CDU-Bundeskanzler Helmut Kohl verkündete in seiner Fernsehansprache vom 1. Juli 1990, anlässlich des Inkrafttretens des »Vertrages über die Währungs-, Wirtschafts- und Sozialunion« der DDR mit der BRD sein manipulatives Versprechen, Zitat:

»Aber niemandem werden dabei unbillige Härten zugemutet. Den Deutschen in der DDR kann ich sagen […]: Es wird niemandem schlechter gehen als zuvor – dafür vielen besser. Nur die Währungs-, Wirtschafts- und Sozialunion bietet die Chance und die Gewähr dafür, dass sich die Lebensbedingungen rasch und durchgreifend bessern.« [2]

Diese Worte Kohls in Kombination mit der für den Kapitalismus lachhaften Verkündung einer »langsam, aber stetig« zurückgehenden Arbeitslosigkeit sowie der scheinheiligen Prognose »Die DDR-Wirtschaft steht vor einem großen Aufschwung« klingen heute in den Ohren der betrogenen Ostdeutschen wie makabre Realsatire.

Der Ostbeauftragte der aktuellen SPD-Scholz-Bundesregierung, Carsten Schneider, veröffentlichte im letzten Jahr, am 28. September 2022, seinen »Bericht zur deutschen Einheit«. Titel des Pamphlets, »Ostdeutschland. Ein neuer Blick«.

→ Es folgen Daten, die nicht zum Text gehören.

//! External collaborators for brandscope: the social data provider, the
//! remote browser profile scraper, the text generator, and the caching and
//! retry plumbing around them.

pub mod cache;
pub mod error;
pub mod generate;
pub mod mentions;
pub mod provider;
pub(crate) mod retry;
pub mod scraper;

pub use cache::{normalize_username, ProfileCache};
pub use error::SourceError;
pub use generate::{
    ChatCompletionsGenerator, DisabledGenerator, GenerationFailure, GenerationFailureKind,
    GenerationOutcome, TextGenerator,
};
pub use mentions::{
    conversation_key, dedup_conversations, fetch_universe_conversations, search_mentions,
    MentionSearch,
};
pub use provider::{
    fetch_posts, fetch_profile, search_posts, FetchQuery, HttpSocialProvider, SocialDataProvider,
};
pub use retry::RetryPolicy;
pub use scraper::{
    BrowserHandle, BrowserLauncher, BrowserSession, RemoteBrowser, RemoteBrowserLauncher,
};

Herr Schneider stellte darin fest:

»Die Befragten in Ost wie West sind mehrheitlich der Meinung, dass es den Parteien nur um die Stimmen der Wähler geht, ohne dass sie sich für deren Ansichten interessierten. Ebenfalls skeptisch bewerten viele Bürgerinnen und Bürger die Meinungsfreiheit in Deutschland: Nur noch 43 % (2020: 50 %) der Ost- und 58 % (2020: 63 %) der Westdeutschen vertreten den Standpunkt, dass man in Deutschland seine Meinung immer frei äußern kann, ohne Ärger zu bekommen. […] Nur noch 42 % aller Befragten sind mit der politischen Situation in Deutschland alles in allem zufrieden, 2020 waren es noch 52 %. Der Rückgang ist in allen Teilen Deutschlands deutlich: Im Osten ist ein Rückgang von 40 % im Jahr 2020 auf aktuell nur noch 31 % festzustellen, im Westen waren es 2020 noch 54 %, heute sind es lediglich 44 %. […] 63 % (2020: 66 %) der Ost-, aber nur 33 % (2020: 37 %) der Westdeutschen sind der Meinung, dass Ostdeutsche häufig als Menschen zweiter Klasse behandelt werden. Damit geht diese Wahrnehmung insgesamt von 42 % auf 38 % zurück. Mit der sozialen Gerechtigkeit in Deutschland ist nur eine Minderheit von 23 % (2020: 32 %) im Osten und 33 % (2020: 42 %) im Westen (eher) zufrieden.« [3]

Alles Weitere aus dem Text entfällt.